02 February 2010

As my DBA skills have progressed over the years, I'm always impressed and upset to see the extent to which MySQL has allowed me to use terrible syntax generally not accepted by standards-compliant SQL servers.

A recent one really blew me away, because it exposed a lack of understanding on my part about how to understand the syntax of JOIN commands.

This is how I always built nested JOIN queries. The premise is that semantically you are always selecting from a single table; the use of the INNER JOIN statement is treated like a function that returns a compound table.

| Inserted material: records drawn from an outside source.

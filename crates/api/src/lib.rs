//! Staff purchase-request API server library.
//!
//! Exposes the building blocks (config, state, error handling, engines,
//! routes) so integration tests and the binary entrypoint can both use them.

pub mod auth;
pub mod config;
pub mod engine;
pub mod error;
pub mod handlers;
pub mod middleware;
pub mod response;
pub mod router;
pub mod routes;
pub mod state;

SELECT r.name AS role, p.name AS permission
    FROM role r
        INNER JOIN (role_permission rp
            INNER JOIN permission p ON (rp.permission_id = p.id))
        ON (rp.role_id = r.id)
    ORDER BY r.name, p.name

However, when trying to run this same snippet against an SQLite3 database, I would continue to get a no such column: p.name error. After some research, I found the preferable way to do nested joins is much simpler, if less semantically pleasing:

SELECT r.name AS role, p.name AS permission
    FROM role r
        INNER JOIN role_permission rp ON rp.role_id = r.id
        INNER JOIN permission p ON rp.permission_id = p.id
    ORDER BY r.name, p.name

This works for me properly in both SQLite and MySQL. I'm curious what it was that made me ever start writing nested JOINs in the former method; it was fairly error-prone due to missing parenthesis, etc.